Recently, 2 surgeon rating websites (Consumers' Checkbook and ProPublica) were published to allow the public to compare surgeons through identifying surgeon volume and complication rates. Among neurosurgeons and orthopedic surgeons, only cervical and lumbar spine, hip, and knee procedures were included in this assessment.

METHODS

The authors examined the methodology of each website to assess potential sources of inaccuracy. Each online tool was queried for reports on neurosurgeons specializing in spine surgery and orthopedic surgeons specializing in spine, hip, or knee surgery. Surgeons were chosen from top-ranked hospitals in the US, as recorded by a national consumer publication ranking system, within the fields of neurosurgery and orthopedic surgery. The results were compared for accuracy and surgeon representation, and the results of the 2 websites were also compared.

RESULTS

The methodology of each site was found to have opportunities for bias and limited risk adjustment. The end points assessed by each site were actually not complications, but proxies of complication occurrence. A search of 510 surgeons (401 orthopedic surgeons [79%] and 109 neurosurgeons [21%]) showed that only 28% and 56% of surgeons had data represented on Consumers' Checkbook and ProPublica, respectively.
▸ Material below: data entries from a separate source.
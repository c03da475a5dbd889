//! OpenAI Chat Completions API types.

use serde::{Deserialize, Serialize};

#[derive(Debug, Serialize)]
pub struct ApiRequest {
    pub model: String,
    pub messages: Vec<ApiMessage>,
    pub max_tokens: u32,
    pub temperature: f32,
}

#[derive(Debug, Serialize, Deserialize)]
pub struct ApiMessage {
    pub role: String,
    #[serde(default)]
    pub content: Option<String>,
}

impl ApiMessage {
    pub fn new(role: &str, content: &str) -> Self {
        Self {
            role: role.to_string(),
            content: Some(content.to_string()),
        }
    }
}

#[derive(Debug, Deserialize)]
pub struct ApiResponse {
    #[serde(default)]
    pub id: String,
    #[serde(default)]
    pub model: String,
    #[serde(default)]
    pub choices: Vec<ApiChoice>,
    #[serde(default)]
    pub usage: Option<ApiUsage>,
}

impl ApiResponse {
    /// Content of the first choice.
    pub fn text(&self) -> Option<&str> {
        self.choices.first()?.message.content.as_deref()
    }
}

#[derive(Debug, Deserialize)]
pub struct ApiChoice {
    pub message: ApiMessage,
    #[serde(default)]
    pub finish_reason: Option<String>,
}

#[derive(Debug, Deserialize)]
pub struct ApiUsage {
    #[serde(default)]
    pub prompt_tokens: u32,
    #[serde(default)]
    pub completion_tokens: u32,
}

/// Error body: `{"error": {"message": "...", "type": "..."}}`.
#[derive(Debug, Deserialize)]
pub struct ApiErrorBody {
    pub error: ApiError,
}

#[derive(Debug, Deserialize)]
pub struct ApiError {
    pub message: String,
}

#[cfg(test)]
mod tests {
    use super::*;

    #[test]
    fn test_request_serialization() {
        let request = ApiRequest {
            model: "gpt-4o".to_string(),
            messages: vec![
                ApiMessage::new("system", "Be brief"),
                ApiMessage::new("user", "Hello"),
            ],
            max_tokens: 500,
            temperature: 0.3,
        };
        let json = serde_json::to_value(&request).unwrap();
        assert_eq!(json["model"], "gpt-4o");
        assert_eq!(json["messages"][0]["role"], "system");
        assert_eq!(json["messages"][1]["content"], "Hello");
        assert_eq!(json["max_tokens"], 500);
    }

    #[test]
    fn test_response_text() {
        let json = r#"{
            "id": "chatcmpl-1",
            "model": "gpt-4o",
            "choices": [{"index": 0, "message": {"role": "assistant", "content": "done"}, "finish_reason": "stop"}],
            "usage": {"prompt_tokens": 3, "completion_tokens": 1, "total_tokens": 4}
        }"#;
        let response: ApiResponse = serde_json::from_str(json).unwrap();
        assert_eq!(response.text(), Some("done"));
        assert_eq!(response.choices[0].finish_reason.as_deref(), Some("stop"));
    }

    #[test]
    fn test_null_content() {
        let json = r#"{"choices": [{"message": {"role": "assistant", "content": null}}]}"#;
        let response: ApiResponse = serde_json::from_str(json).unwrap();
        assert!(response.text().is_none());
    }

    #[test]
    fn test_no_choices() {
        let response: ApiResponse = serde_json::from_str(r#"{"id": "x"}"#).unwrap();
        assert!(response.text().is_none());
        assert!(response.usage.is_none());
    }
}
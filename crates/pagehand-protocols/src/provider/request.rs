//! Completion request types.

use serde::{Deserialize, Serialize};

/// Default output token budget for a model call.
pub const DEFAULT_MAX_TOKENS: u32 = 1000;

/// Default sampling temperature for a model call.
pub const DEFAULT_TEMPERATURE: f32 = 0.7;

/// Request for a completion.
#[derive(Debug, Clone, Serialize, Deserialize)]
pub struct CompletionRequest {
    /// Model to use.
    pub model: String,

    /// System prompt.
    pub system: String,

    /// The single user message.
    pub user_message: String,

    /// Maximum tokens to generate.
    pub max_tokens: u32,

    /// Temperature for sampling (0.0 - 2.0).
    pub temperature: f32,
}

impl CompletionRequest {
    /// Create a new completion request with default limits.
    pub fn new(
        model: impl Into<String>,
        system: impl Into<String>,
        user_message: impl Into<String>,
    ) -> Self {
        Self {
            model: model.into(),
            system: system.into(),
            user_message: user_message.into(),
            max_tokens: DEFAULT_MAX_TOKENS,
            temperature: DEFAULT_TEMPERATURE,
        }
    }

    /// Set max tokens.
    pub fn with_max_tokens(mut self, max_tokens: u32) -> Self {
        self.max_tokens = max_tokens;
        self
    }

    /// Set temperature.
    pub fn with_temperature(mut self, temperature: f32) -> Self {
        self.temperature = temperature;
        self
    }
}

#[cfg(test)]
#[path = "request_tests.rs"]
mod tests;
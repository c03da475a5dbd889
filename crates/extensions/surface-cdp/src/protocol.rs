//! CDP protocol types and message definitions.

use serde::{Deserialize, Serialize};
use serde_json::Value;

use crate::error::CdpError;

/// CDP request message.
#[derive(Debug, Serialize)]
pub struct CdpRequest {
    pub id: u64,
    pub method: String,
    #[serde(skip_serializing_if = "Option::is_none")]
    pub params: Option<Value>,
    #[serde(skip_serializing_if = "Option::is_none")]
    #[serde(rename = "sessionId")]
    pub session_id: Option<String>,
}

/// CDP response or event message.
#[derive(Debug, Deserialize)]
pub struct CdpResponse {
    pub id: Option<u64>,
    pub result: Option<Value>,
    pub error: Option<CdpErrorResponse>,
    pub method: Option<String>,
    #[serde(rename = "sessionId")]
    pub session_id: Option<String>,
}

/// CDP error in response.
#[derive(Debug, Deserialize)]
pub struct CdpErrorResponse {
    pub code: i64,
    pub message: String,
}

/// Target entry from the `/json/list` endpoint.
#[derive(Debug, Clone, Deserialize)]
#[serde(rename_all = "camelCase")]
pub struct TargetInfo {
    pub id: String,
    #[serde(rename = "type")]
    pub target_type: String,
    #[serde(default)]
    pub title: String,
    #[serde(default)]
    pub url: String,
}

impl TargetInfo {
    pub fn is_page(&self) -> bool {
        self.target_type == "page"
    }
}

/// Browser version info.
///
/// Chrome returns PascalCase field names for this endpoint.
#[derive(Debug, Clone, Deserialize)]
pub struct BrowserVersion {
    #[serde(rename = "Browser")]
    pub browser: String,
    #[serde(rename = "Protocol-Version", default)]
    pub protocol_version: String,
    #[serde(rename = "webSocketDebuggerUrl")]
    pub web_socket_debugger_url: String,
}

/// Unwrap the `result.value` of a `Runtime.evaluate` reply.
pub(crate) fn evaluation_value(mut reply: Value) -> Result<Value, CdpError> {
    if let Some(exception) = reply.get("exceptionDetails") {
        let text = exception["exception"]["description"]
            .as_str()
            .or_else(|| exception["text"].as_str())
            .unwrap_or("Unknown error");
        return Err(CdpError::JavaScript(text.to_string()));
    }
    Ok(reply
        .get_mut("result")
        .and_then(|r| r.get_mut("value"))
        .map(Value::take)
        .unwrap_or(Value::Null))
}

#[cfg(test)]
mod tests {
    use super::*;
    use serde_json::json;

    #[test]
    fn test_request_serialize() {
        let req = CdpRequest {
            id: 1,
            method: "Page.navigate".to_string(),
            params: Some(json!({"url": "https://example.com"})),
            session_id: Some("S1".to_string()),
        };
        let json = serde_json::to_value(&req).unwrap();
        assert_eq!(json["method"], "Page.navigate");
        assert_eq!(json["sessionId"], "S1");
    }

    #[test]
    fn test_request_without_session() {
        let req = CdpRequest {
            id: 2,
            method: "Target.getTargets".to_string(),
            params: None,
            session_id: None,
        };
        let json = serde_json::to_value(&req).unwrap();
        assert!(json.get("sessionId").is_none());
        assert!(json.get("params").is_none());
    }

    #[test]
    fn test_response_and_event() {
        let resp: CdpResponse =
            serde_json::from_str(r#"{"id": 1, "result": {"frameId": "abc"}}"#).unwrap();
        assert_eq!(resp.id, Some(1));
        assert!(resp.result.is_some());

        let event: CdpResponse = serde_json::from_str(
            r#"{"method": "Page.loadEventFired", "params": {}, "sessionId": "S1"}"#,
        )
        .unwrap();
        assert!(event.id.is_none());
        assert_eq!(event.method.as_deref(), Some("Page.loadEventFired"));
    }

    #[test]
    fn test_target_info() {
        let json = r#"[
            {"id": "P1", "type": "page", "title": "Example", "url": "https://example.com",
             "webSocketDebuggerUrl": "ws://localhost:9222/devtools/page/P1"},
            {"id": "W1", "type": "service_worker", "url": "https://example.com/sw.js"}
        ]"#;
        let targets: Vec<TargetInfo> = serde_json::from_str(json).unwrap();
        assert!(targets[0].is_page());
        assert!(!targets[1].is_page());
        assert_eq!(targets[1].title, "");
    }

    #[test]
    fn test_browser_version() {
        let json = r#"{
            "Browser": "Chrome/126.0.0.0",
            "Protocol-Version": "1.3",
            "User-Agent": "Mozilla/5.0",
            "webSocketDebuggerUrl": "ws://localhost:9222/devtools/browser/abc"
        }"#;
        let version: BrowserVersion = serde_json::from_str(json).unwrap();
        assert_eq!(version.browser, "Chrome/126.0.0.0");
        assert!(version.web_socket_debugger_url.starts_with("ws://"));
    }

    #[test]
    fn test_evaluation_value() {
        let value = evaluation_value(json!({"result": {"type": "string", "value": "ok"}})).unwrap();
        assert_eq!(value, "ok");

        let value = evaluation_value(json!({"result": {"type": "undefined"}})).unwrap();
        assert!(value.is_null());
    }

    #[test]
    fn test_evaluation_exception() {
        let reply = json!({
            "result": {"type": "object", "subtype": "error"},
            "exceptionDetails": {
                "text": "Uncaught",
                "exception": {"description": "SyntaxError: 'div[' is not a valid selector"}
            }
        });
        match evaluation_value(reply).unwrap_err() {
            CdpError::JavaScript(message) => assert!(message.contains("not a valid selector")),
            other => panic!("unexpected error: {:?}", other),
        }
    }
}
//! Actions, their outcomes, and fast-path matches.

use std::collections::HashMap;

use serde::{Deserialize, Serialize};

/// Kind of page action.
///
/// Unknown kinds from the model are kept as [`ActionKind::Other`] and only
/// ever reach the sandboxed fallback.
#[derive(Debug, Clone, PartialEq, Eq, Hash, Serialize, Deserialize)]
#[serde(from = "String", into = "String")]
pub enum ActionKind {
    Click,
    Fill,
    Scroll,
    Navigate,
    Extract,
    Modify,
    Other(String),
}

impl ActionKind {
    pub fn parse(kind: &str) -> Self {
        match kind.trim().to_ascii_lowercase().as_str() {
            "click" => ActionKind::Click,
            "fill" | "type" | "input" => ActionKind::Fill,
            "scroll" => ActionKind::Scroll,
            "navigate" | "goto" => ActionKind::Navigate,
            "extract" | "read" => ActionKind::Extract,
            "modify" | "style" => ActionKind::Modify,
            other => ActionKind::Other(other.to_string()),
        }
    }

    pub fn as_str(&self) -> &str {
        match self {
            ActionKind::Click => "click",
            ActionKind::Fill => "fill",
            ActionKind::Scroll => "scroll",
            ActionKind::Navigate => "navigate",
            ActionKind::Extract => "extract",
            ActionKind::Modify => "modify",
            ActionKind::Other(kind) => kind,
        }
    }
}

impl From<String> for ActionKind {
    fn from(value: String) -> Self {
        ActionKind::parse(&value)
    }
}

impl From<ActionKind> for String {
    fn from(value: ActionKind) -> Self {
        value.as_str().to_string()
    }
}

impl std::fmt::Display for ActionKind {
    fn fmt(&self, f: &mut std::fmt::Formatter<'_>) -> std::fmt::Result {
        f.write_str(self.as_str())
    }
}

/// What kind of post-execution check applies.
#[derive(Debug, Clone, Copy, PartialEq, Eq, Serialize, Deserialize, Default)]
#[serde(rename_all = "camelCase")]
pub enum VerificationKind {
    DomChange,
    Navigation,
    StyleChange,
    #[default]
    None,
}

/// Declared verification condition of an action.
#[derive(Debug, Clone, PartialEq, Serialize, Deserialize)]
#[serde(rename_all = "camelCase")]
pub struct VerificationSpec {
    #[serde(rename = "type", alias = "kind", default)]
    pub kind: VerificationKind,
    #[serde(default)]
    pub expected_result: String,
}

impl VerificationSpec {
    pub fn none() -> Self {
        Self {
            kind: VerificationKind::None,
            expected_result: String::new(),
        }
    }
}

/// A structured action produced by the action generator.
#[derive(Debug, Clone, PartialEq, Serialize, Deserialize)]
#[serde(rename_all = "camelCase")]
pub struct GeneratedAction {
    #[serde(rename = "type")]
    pub kind: ActionKind,
    /// Snapshot element id, CSS selector, or element text.
    #[serde(default, skip_serializing_if = "Option::is_none")]
    pub target: Option<String>,
    /// Kind-specific payload: fill value, URL, scroll spec, style preset or CSS.
    #[serde(default)]
    pub payload: String,
    #[serde(default)]
    pub description: String,
    #[serde(default, skip_serializing_if = "Option::is_none")]
    pub verification: Option<VerificationSpec>,
}

impl GeneratedAction {
    pub fn new(kind: ActionKind) -> Self {
        Self {
            kind,
            target: None,
            payload: String::new(),
            description: String::new(),
            verification: None,
        }
    }

    pub fn with_target(mut self, target: impl Into<String>) -> Self {
        self.target = Some(target.into());
        self
    }

    pub fn with_payload(mut self, payload: impl Into<String>) -> Self {
        self.payload = payload.into();
        self
    }

    pub fn with_description(mut self, description: impl Into<String>) -> Self {
        self.description = description.into();
        self
    }

    pub fn with_verification(mut self, verification: VerificationSpec) -> Self {
        self.verification = Some(verification);
        self
    }

    /// Everything of this action that ends up executed on the page.
    pub fn executable_text(&self) -> String {
        match &self.target {
            Some(target) => format!("{}\n{}", target, self.payload),
            None => self.payload.clone(),
        }
    }
}

/// Result of applying one action.
#[derive(Debug, Clone, PartialEq, Serialize, Deserialize, Default)]
#[serde(rename_all = "camelCase")]
pub struct ExecutionOutcome {
    pub success: bool,
    #[serde(skip_serializing_if = "Option::is_none")]
    pub message: Option<String>,
    #[serde(skip_serializing_if = "Option::is_none")]
    pub error: Option<String>,
    #[serde(default)]
    pub requires_retry: bool,
}

impl ExecutionOutcome {
    pub fn success(message: impl Into<String>) -> Self {
        Self {
            success: true,
            message: Some(message.into()),
            error: None,
            requires_retry: false,
        }
    }

    /// A failure that a regenerated action will not fix.
    pub fn failure(error: impl Into<String>) -> Self {
        Self {
            success: false,
            message: None,
            error: Some(error.into()),
            requires_retry: false,
        }
    }

    /// A failure worth regenerating against a fresh snapshot.
    pub fn retryable(error: impl Into<String>) -> Self {
        Self {
            requires_retry: true,
            ..Self::failure(error)
        }
    }
}

/// Result of a post-execution check.
#[derive(Debug, Clone, PartialEq, Serialize, Deserialize)]
#[serde(rename_all = "camelCase")]
pub struct VerificationOutcome {
    pub success: bool,
    pub expected: String,
    pub observed: String,
    #[serde(skip_serializing_if = "Option::is_none")]
    pub detail: Option<String>,
}

/// Deterministic actions handled without any model call.
#[derive(Debug, Clone, Copy, PartialEq, Eq, Hash, Serialize, Deserialize)]
#[serde(rename_all = "camelCase")]
pub enum FastPathAction {
    Scroll,
    Back,
    Forward,
    Reload,
    Navigate,
    ClickByText,
}

impl FastPathAction {
    pub fn as_str(&self) -> &'static str {
        match self {
            FastPathAction::Scroll => "scroll",
            FastPathAction::Back => "back",
            FastPathAction::Forward => "forward",
            FastPathAction::Reload => "reload",
            FastPathAction::Navigate => "navigate",
            FastPathAction::ClickByText => "clickByText",
        }
    }
}

/// Output of the pattern matcher.
#[derive(Debug, Clone, PartialEq, Serialize, Deserialize, Default)]
#[serde(rename_all = "camelCase")]
pub struct FastPathMatch {
    pub matched: bool,
    #[serde(skip_serializing_if = "Option::is_none")]
    pub action: Option<FastPathAction>,
    #[serde(default)]
    pub params: HashMap<String, String>,
}

impl FastPathMatch {
    pub fn no_match() -> Self {
        Self::default()
    }

    pub fn matched(action: FastPathAction, params: HashMap<String, String>) -> Self {
        Self {
            matched: true,
            action: Some(action),
            params,
        }
    }

    pub fn param(&self, key: &str) -> Option<&str> {
        self.params.get(key).map(String::as_str)
    }
}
There was a significantly higher chance of finding surgeon data on ProPublica (p < 0.001). Of the surgeons from top-ranked programs with data available, 17% were quoted to have high complication rates, 13% with lower volume than other surgeons, and 79% had a 3-star out of 5-star rating. There was no significant correlation found between the number of stars a surgeon received on Consumers' Checkbook and his or her adjusted complication rate on ProPublica.

CONCLUSIONS

Both the Consumers' Checkbook and ProPublica websites have significant methodological issues. Neither site assessed complication occurrence, but rather readmissions or prolonged length of stay. Risk adjustment was limited or nonexistent. A substantial number of neurosurgeons and orthopedic surgeons from top-ranked hospitals have no ratings on either site, or have data that suggests they are low-volume surgeons or have higher complication rates. Consumers' Checkbook and ProPublica produced different results with little correlation between the 2 websites in how surgeons were graded. Given the significant methodological issues, incomplete data, and lack of appropriate risk stratification of patients, the featured websites may provide erroneous information to the public.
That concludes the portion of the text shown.